Yes, the reports give me very specific details about what has been clicked.

------
mshafrir
Looks great! I'll just add that I think there's too much going on in the
navigation... moving spotlight, changing colors, and some sort of other effect
going on.

------
darushimo
This looks great, Antonio. What I'd really like is a feature to subscribe to
small ("indy") publishers. This is similar to the "by author" feature
mentioned in these comments. I'd guess that this wouldn't be a high demand
feature, but by golly, that's exactly what I'd want, so I thought I'd throw in
my two cents.

------
Vindexus
Cool stuff. How are you getting the data on new books? Do you have a cron job
that uses Amazon's API to search for new books? I'm not really familiar with
their API so I'm not sure if that makes sense.

Are the categories grabbed from Amazon too?

------
c0riander
This is a great idea. Would it be possible to include a one or two sentence
summary (very short) about each book?
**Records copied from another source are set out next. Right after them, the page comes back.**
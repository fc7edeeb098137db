//! Symbol Timing Synchronization
//!
//! Finds OFDM symbol boundaries in a received buffer, either blindly from the
//! cyclic prefix self-correlation or from the sync symbol cross-correlation.

use crate::config::{SyncDomain, SyncThresholds};
use crate::correlation::{fast_correlation, sliding_correlation};
use crate::grid::GridParameters;
use crate::observer::{NullObserver, TraceObserver};
use common::types::Sample;
use std::sync::Arc;
use tracing::{debug, info, warn};

/// Boundary search method
#[derive(Debug, Clone, Copy, PartialEq, Eq)]
pub enum TimingStrategy {
    /// Cyclic prefix self-correlation over the whole buffer
    CyclicPrefix,
    /// Sync symbol cross-correlation in the given domain
    SyncSequence(SyncDomain),
}

/// Symbol timing synchronizer
pub struct TimingSynchronizer {
    grid: Arc<GridParameters>,
    /// Time-domain sync symbol body
    reference: Vec<Sample>,
    thresholds: SyncThresholds,
    observer: Arc<dyn TraceObserver>,
}

impl TimingSynchronizer {
    /// Create a synchronizer for the sync symbol body `reference`
    pub fn new(
        grid: Arc<GridParameters>,
        reference: Vec<Sample>,
        thresholds: SyncThresholds,
    ) -> Self {
        Self {
            grid,
            reference,
            thresholds,
            observer: Arc::new(NullObserver),
        }
    }

    /// Attach a diagnostic observer for the score traces
    pub fn with_observer(mut self, observer: Arc<dyn TraceObserver>) -> Self {
        self.observer = observer;
        self
    }

    pub fn thresholds(&self) -> &SyncThresholds {
        &self.thresholds
    }

    /// Boundaries (CP starts) found with `strategy`, ascending
    pub fn boundaries(&self, buffer: &[Sample], strategy: TimingStrategy) -> Vec<usize> {
        match strategy {
            TimingStrategy::CyclicPrefix => self.cp_boundaries(buffer),
            TimingStrategy::SyncSequence(domain) => self.sync_boundaries(buffer, domain),
        }
    }

    /// Normalized CP self-correlation score for every offset
    ///
    /// Offset `i` compares the `cp_len` samples at `i` with those one FFT
    /// length later, reading the buffer circularly. Scores are scaled so the
    /// largest is 1.
    pub fn cp_scores(&self, buffer: &[Sample]) -> Vec<f64> {
        let n = self.grid.fft_size();
        let cp_len = self.grid.cyclic_prefix_len();
        let len = buffer.len();
        if len < self.grid.symbol_len() {
            return Vec::new();
        }

        let scores: Vec<f64> = (0..len)
            .map(|i| {
                let mut dot = Sample::new(0.0, 0.0);
                let mut energy_a = 0.0;
                let mut energy_b = 0.0;
                for k in 0..cp_len {
                    let a = buffer[(i + k) % len];
                    let b = buffer[(i + n + k) % len];
                    dot += a * b.conj();
                    energy_a += a.norm_sqr();
                    energy_b += b.norm_sqr();
                }
                let norm = (energy_a * energy_b).sqrt();
                if norm > 0.0 { dot.norm() / norm } else { 0.0 }
            })
            .collect();

        normalize_to_peak(scores)
    }

    /// Symbol boundaries from the CP self-correlation
    ///
    /// The scores are split into non-overlapping symbol-length windows; the
    /// first maximum of every window above `cp_peak` is a boundary when a full
    /// symbol fits after it.
    pub fn cp_boundaries(&self, buffer: &[Sample]) -> Vec<usize> {
        let scores = self.cp_scores(buffer);
        self.observer.observe_scores("cp_scores", &scores);
        if scores.is_empty() {
            return Vec::new();
        }

        let period = self.grid.symbol_len();
        let scan_len = if scores[0] > self.thresholds.cp_full_scan {
            scores.len()
        } else {
            scores.len().saturating_sub(period)
        };

        let mut boundaries = Vec::new();
        for start in (0..scan_len).step_by(period) {
            let end = (start + period).min(scores.len());
            let (offset, peak) = first_max(&scores[start..end]);
            if peak > self.thresholds.cp_peak {
                let index = start + offset;
                if index + period <= buffer.len() {
                    boundaries.push(index);
                }
            }
        }

        debug!("CP search found {} boundaries", boundaries.len());
        boundaries
    }

    /// CP boundaries of the part of `buffer` starting at `start`
    pub fn cp_boundaries_from(&self, buffer: &[Sample], start: usize) -> Vec<usize> {
        if start >= buffer.len() {
            return Vec::new();
        }
        self.cp_boundaries(&buffer[start..])
            .into_iter()
            .map(|b| b + start)
            .collect()
    }

    /// Sync reference correlation against every full-overlap offset, scaled
    /// so the largest is 1
    pub fn sync_scores(&self, buffer: &[Sample], domain: SyncDomain) -> Vec<f64> {
        let scores = match domain {
            SyncDomain::Time => sliding_correlation(buffer, &self.reference),
            SyncDomain::Frequency => fast_correlation(buffer, &self.reference),
        };
        normalize_to_peak(scores)
    }

    /// Start (CP included) of the first sync symbol in `buffer`
    ///
    /// Takes the first score over the domain threshold, refines to the peak
    /// of the run of scores above it and steps back over the cyclic prefix.
    pub fn find_frame_start(&self, buffer: &[Sample], domain: SyncDomain) -> Option<usize> {
        let scores = self.sync_scores(buffer, domain);
        self.observer.observe_scores("sync_scores", &scores);

        let threshold = match domain {
            SyncDomain::Time => self.thresholds.pss_time,
            SyncDomain::Frequency => self.thresholds.pss_frequency,
        };

        let first = scores.iter().position(|&s| s > threshold)?;
        let run = scores[first..]
            .iter()
            .position(|&s| s <= threshold)
            .map_or(scores.len(), |len| first + len);
        let (offset, peak) = first_max(&scores[first..run]);
        let body_start = first + offset;

        match body_start.checked_sub(self.grid.cyclic_prefix_len()) {
            Some(start) => {
                info!(
                    "Sync symbol detected at {} (body {}, score {:.3}, {:?} domain)",
                    start, body_start, peak, domain
                );
                Some(start)
            }
            None => {
                warn!(
                    "Sync peak at {} is closer to the buffer start than one cyclic prefix",
                    body_start
                );
                None
            }
        }
    }

    /// Whole symbol periods from the detected frame start
    pub fn sync_boundaries(&self, buffer: &[Sample], domain: SyncDomain) -> Vec<usize> {
        match self.find_frame_start(buffer, domain) {
            Some(start) => grid_boundaries(start, self.grid.symbol_len(), buffer.len()),
            None => Vec::new(),
        }
    }
}

/// `start + k * period` for every symbol that fits completely in `len`
pub fn grid_boundaries(start: usize, period: usize, len: usize) -> Vec<usize> {
    if period == 0 {
        return Vec::new();
    }
    (start..)
        .step_by(period)
        .take_while(|b| b + period <= len)
        .collect()
}

fn normalize_to_peak(mut scores: Vec<f64>) -> Vec<f64> {
    let peak = scores.iter().copied().fold(0.0, f64::max);
    if peak > 0.0 {
        for score in scores.iter_mut() {
            *score /= peak;
        }
    }
    scores
}

/// Offset and value of the earliest maximum
fn first_max(scores: &[f64]) -> (usize, f64) {
    scores
        .iter()
        .enumerate()
        .fold((0, f64::MIN), |best, (i, &s)| if s > best.1 { (i, s) } else { best })
}
//! cf32 file source and sink

use crate::iq::{bytes_to_samples, samples_to_bytes, IqBuffer, SampleSink, SampleSource};
use crate::InterfaceError;
use common::types::Sample;
use std::fs::File;
use std::io::{BufWriter, Write};
use std::path::{Path, PathBuf};
use tracing::{debug, info};

/// Read a whole cf32 file
pub fn read_cf32_file(path: impl AsRef<Path>) -> Result<Vec<Sample>, InterfaceError> {
    let bytes = std::fs::read(path.as_ref())?;
    let samples = bytes_to_samples(&bytes)?;
    info!("Read {} samples from {}", samples.len(), path.as_ref().display());
    Ok(samples)
}

/// Write samples to a cf32 file, replacing it
pub fn write_cf32_file(path: impl AsRef<Path>, samples: &[Sample]) -> Result<(), InterfaceError> {
    std::fs::write(path.as_ref(), samples_to_bytes(samples))?;
    info!("Wrote {} samples to {}", samples.len(), path.as_ref().display());
    Ok(())
}

/// Sink appending every transmitted buffer to a cf32 file
pub struct IqFileSink {
    path: PathBuf,
    writer: BufWriter<File>,
    written: u64,
}

impl IqFileSink {
    /// Create (or truncate) the file at `path`
    pub fn create(path: impl AsRef<Path>) -> Result<Self, InterfaceError> {
        let path = path.as_ref().to_path_buf();
        let writer = BufWriter::new(File::create(&path)?);
        debug!("Opened cf32 sink {}", path.display());
        Ok(Self {
            path,
            writer,
            written: 0,
        })
    }

    /// Samples written so far
    pub fn written(&self) -> u64 {
        self.written
    }

    pub fn path(&self) -> &Path {
        &self.path
    }

    /// Flush buffered samples to disk
    pub fn flush(&mut self) -> Result<(), InterfaceError> {
        self.writer.flush()?;
        Ok(())
    }
}

impl SampleSink for IqFileSink {
    fn transmit(&mut self, samples: &[Sample]) -> Result<(), InterfaceError> {
        self.writer.write_all(&samples_to_bytes(samples))?;
        self.written += samples.len() as u64;
        Ok(())
    }
}

impl Drop for IqFileSink {
    fn drop(&mut self) {
        let _ = self.writer.flush();
    }
}

/// Source reading a cf32 file in chunks
pub struct IqFileSource {
    samples: Vec<Sample>,
    position: usize,
}

impl IqFileSource {
    /// Load the file at `path`
    pub fn open(path: impl AsRef<Path>) -> Result<Self, InterfaceError> {
        Ok(Self {
            samples: read_cf32_file(path)?,
            position: 0,
        })
    }

    /// Samples not yet received
    pub fn remaining(&self) -> usize {
        self.samples.len() - self.position
    }
}

impl SampleSource for IqFileSource {
    fn receive(&mut self, count: usize) -> Result<IqBuffer, InterfaceError> {
        let end = (self.position + count).min(self.samples.len());
        let buffer = IqBuffer::from_samples(
            self.samples[self.position..end].to_vec(),
            self.position as u64,
            0,
        );
        self.position = end;
        Ok(buffer)
    }
}
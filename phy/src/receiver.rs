//! OFDM Receiver Pipeline
//!
//! Runs timing synchronization, frequency offset correction and demodulation
//! on one received buffer.

use crate::cfo::FrequencyOffsetCorrector;
use crate::config::{BoundaryStrategy, OfdmConfig, ReceiverConfig};
use crate::demodulator::OfdmDemodulator;
use crate::grid::GridParameters;
use crate::modulator::OfdmModulator;
use crate::observer::{NullObserver, TraceObserver};
use crate::timing::{grid_boundaries, TimingSynchronizer};
use crate::{PhyError, SYMBOLS_PER_SLOT};
use common::types::Sample;
use std::sync::Arc;
use tracing::{debug, info, warn};

/// Outcome of one receive call
#[derive(Debug, Clone, Default, PartialEq)]
pub struct Reception {
    /// Start of the first sync symbol (CP included)
    pub frame_start: Option<usize>,
    /// Estimated and removed carrier frequency offset
    pub frequency_offset_hz: Option<f64>,
    /// Symbol boundaries used for demodulation
    pub boundaries: Vec<usize>,
    /// Recovered payload symbols, normalized to the constellation radius
    pub symbols: Vec<Sample>,
}

impl Reception {
    pub fn is_detected(&self) -> bool {
        self.frame_start.is_some()
    }
}

/// Complete receive chain sharing one grid
pub struct OfdmReceiver {
    grid: Arc<GridParameters>,
    options: ReceiverConfig,
    synchronizer: TimingSynchronizer,
    corrector: FrequencyOffsetCorrector,
    demodulator: OfdmDemodulator,
    observer: Arc<dyn TraceObserver>,
}

impl OfdmReceiver {
    /// Build every receive stage from `grid` and `config`
    pub fn new(grid: Arc<GridParameters>, config: &OfdmConfig) -> Self {
        let reference = OfdmModulator::new(grid.clone(), config).sync_reference();

        Self {
            synchronizer: TimingSynchronizer::new(
                grid.clone(),
                reference.clone(),
                config.thresholds,
            ),
            corrector: FrequencyOffsetCorrector::new(grid.clone(), reference),
            demodulator: OfdmDemodulator::new(grid.clone(), config),
            options: config.receiver,
            observer: Arc::new(NullObserver),
            grid,
        }
    }

    /// Build the grid from `config` and the receiver on top of it
    pub fn from_config(config: &OfdmConfig) -> Result<Self, PhyError> {
        config.validate()?;
        Ok(Self::new(config.grid()?, config))
    }

    /// Attach a diagnostic observer to every stage
    pub fn with_observer(mut self, observer: Arc<dyn TraceObserver>) -> Self {
        self.synchronizer = self.synchronizer.with_observer(observer.clone());
        self.demodulator = self.demodulator.with_observer(observer.clone());
        self.observer = observer;
        self
    }

    pub fn grid(&self) -> &Arc<GridParameters> {
        &self.grid
    }

    /// Recover the payload symbols of the first frame in `buffer`
    pub fn receive(&self, buffer: &[Sample]) -> Result<Reception, PhyError> {
        self.observer.observe("rx", buffer);

        let Some(frame_start) = self
            .synchronizer
            .find_frame_start(buffer, self.options.sync_domain)
        else {
            warn!("No sync symbol found in {} samples", buffer.len());
            return Ok(Reception::default());
        };

        let frequency_offset_hz = if self.options.correct_frequency_offset {
            self.corrector.estimate(buffer, frame_start)
        } else {
            None
        };
        let corrected = match frequency_offset_hz {
            Some(offset) => {
                let corrected = self.corrector.correct(buffer, offset);
                self.observer.observe("cfo_corrected", &corrected);
                corrected
            }
            None => buffer.to_vec(),
        };

        let mut boundaries = match self.options.boundary_strategy {
            BoundaryStrategy::SyncGrid => {
                grid_boundaries(frame_start, self.grid.symbol_len(), corrected.len())
            }
            BoundaryStrategy::CyclicPrefix => {
                self.synchronizer.cp_boundaries_from(&corrected, frame_start)
            }
        };
        if let Some(slots) = self.options.max_slots {
            boundaries.truncate(slots * SYMBOLS_PER_SLOT);
        }
        debug!("Demodulating {} symbols from {}", boundaries.len(), frame_start);

        let symbols = self.demodulator.recover_symbols(&corrected, &boundaries)?;
        info!(
            "Received frame at {}: {} symbols, {} payload values",
            frame_start,
            boundaries.len(),
            symbols.len()
        );

        Ok(Reception {
            frame_start: Some(frame_start),
            frequency_offset_hz,
            boundaries,
            symbols,
        })
    }
}
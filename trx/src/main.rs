//! OFDM Transceiver Main Application
//!
//! Command line front-end for the OFDM engine: writes text as a cf32
//! waveform, decodes a cf32 recording, or runs both through a simulated
//! channel.

mod config;
mod pipeline;

use anyhow::{Context, Result};
use clap::{Parser, Subcommand};
use std::path::PathBuf;
use tracing::info;
use tracing_subscriber::{fmt, EnvFilter};

use common::types::FftSize;
use config::TrxConfig;
use interfaces::{IqFileSink, IqFileSource, SampleSink, SampleSource};
use pipeline::RunReport;

/// OFDM transceiver
#[derive(Parser, Debug)]
#[command(author, version, about, long_about = None)]
struct Args {
    /// Path to a YAML or TOML configuration file
    #[arg(short, long)]
    config: Option<PathBuf>,

    /// Log level (trace, debug, info, warn, error); overrides the file
    #[arg(short, long)]
    log_level: Option<String>,

    /// FFT size (64, 128, 256, 512, 1024, 2048)
    #[arg(long)]
    fft_size: Option<usize>,

    /// Print the run report as JSON
    #[arg(long)]
    json: bool,

    #[command(subcommand)]
    command: Command,
}

#[derive(Subcommand, Debug)]
enum Command {
    /// Modulate text into a cf32 file
    Transmit {
        /// Message to send
        #[arg(short, long)]
        text: String,

        /// Output cf32 file
        #[arg(short, long)]
        output: PathBuf,
    },

    /// Decode the first frame of a cf32 file
    Receive {
        /// Input cf32 file
        #[arg(short, long)]
        input: PathBuf,

        /// Demodulate at most this many slots
        #[arg(long)]
        slots: Option<usize>,
    },

    /// Send text through the simulated channel and decode it
    Loopback {
        /// Message to send
        #[arg(short, long)]
        text: String,

        /// Channel delay in samples
        #[arg(long)]
        delay: Option<usize>,

        /// Carrier frequency offset in Hz
        #[arg(long)]
        cfo: Option<f64>,

        /// Noise standard deviation per I/Q component
        #[arg(long)]
        noise: Option<f64>,

        /// Noise generator seed
        #[arg(long)]
        seed: Option<u64>,
    },
}

fn main() -> Result<()> {
    let args = Args::parse();

    let mut config = match &args.config {
        Some(path) => TrxConfig::from_file(path)?,
        None => TrxConfig::default(),
    };
    if let Some(size) = args.fft_size {
        config.ofdm.fft_size = FftSize::try_from(size)?;
    }
    if let Some(level) = &args.log_level {
        config.log.level = level.clone();
    }

    // Initialize logging
    let env_filter = EnvFilter::try_from_default_env()
        .unwrap_or_else(|_| EnvFilter::new(&config.log.level));

    fmt()
        .with_env_filter(env_filter)
        .with_target(true)
        .with_thread_ids(true)
        .with_line_number(true)
        .init();

    info!("Starting OFDM transceiver");
    if let Some(path) = &args.config {
        info!("Configuration file: {}", path.display());
    }
    info!("OFDM configuration:");
    info!("  FFT size: {}", config.ofdm.fft_size.len());
    info!("  Modulation: {:?}", config.modulation);
    info!("  Sync domain: {:?}", config.ofdm.receiver.sync_domain);
    info!("  Boundary strategy: {:?}", config.ofdm.receiver.boundary_strategy);
    config.validate()?;

    let report = match args.command {
        Command::Transmit { text, output } => {
            let samples = pipeline::encode_text(&config, &text)?;
            let mut sink = IqFileSink::create(&output)
                .with_context(|| format!("Cannot create {}", output.display()))?;
            sink.transmit(&samples)?;
            sink.flush()?;
            info!("Wrote {} samples to {}", sink.written(), output.display());

            RunReport {
                mode: "transmit".to_string(),
                fft_size: config.ofdm.fft_size.len(),
                samples: samples.len(),
                frame_start: None,
                frequency_offset_hz: None,
                symbols: 0,
                text: Some(text),
            }
        }
        Command::Receive { input, slots } => {
            let mut source = IqFileSource::open(&input)
                .with_context(|| format!("Cannot read {}", input.display()))?;
            let buffer = source.receive(source.remaining())?;

            if slots.is_some() {
                config.ofdm.receiver.max_slots = slots;
            }
            let mut report = pipeline::decode_samples(&config, &buffer.samples)?;
            report.mode = "receive".to_string();
            report
        }
        Command::Loopback { text, delay, cfo, noise, seed } => {
            if let Some(delay) = delay {
                config.channel.delay_samples = delay;
            }
            if let Some(cfo) = cfo {
                config.channel.frequency_offset_hz = cfo;
            }
            if let Some(noise) = noise {
                config.channel.noise_std = noise;
            }
            if let Some(seed) = seed {
                config.channel.seed = seed;
            }
            pipeline::run_loopback(&config, &text)?
        }
    };

    print_report(&report, args.json)?;
    Ok(())
}

fn print_report(report: &RunReport, json: bool) -> Result<()> {
    if json {
        println!("{}", serde_json::to_string_pretty(report)?);
        return Ok(());
    }

    println!("mode:         {}", report.mode);
    println!("fft size:     {}", report.fft_size);
    println!("samples:      {}", report.samples);
    if let Some(start) = report.frame_start {
        println!("frame start:  {}", start);
    }
    if let Some(offset) = report.frequency_offset_hz {
        println!("cfo:          {:.2} Hz", offset);
    }
    if report.symbols > 0 {
        println!("symbols:      {}", report.symbols);
    }
    match &report.text {
        Some(text) => println!("text:         {}", text),
        None => println!("text:         <no frame detected>"),
    }
    Ok(())
}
Otherwise we're just judging books by
their covers...

------
jordanmessina
I like the idea, but I feel like some categories need sub-categories, I
wouldn't want to know about every Programming book under the sun that came out
this week, I'd rather just know of any new Python or Ruby books.

However, your target audience might not need that feature and it would just
make the UI messy, so I'm somewhat on the fence about what I think you should
do :P

Looks interesting though, keep up the good work.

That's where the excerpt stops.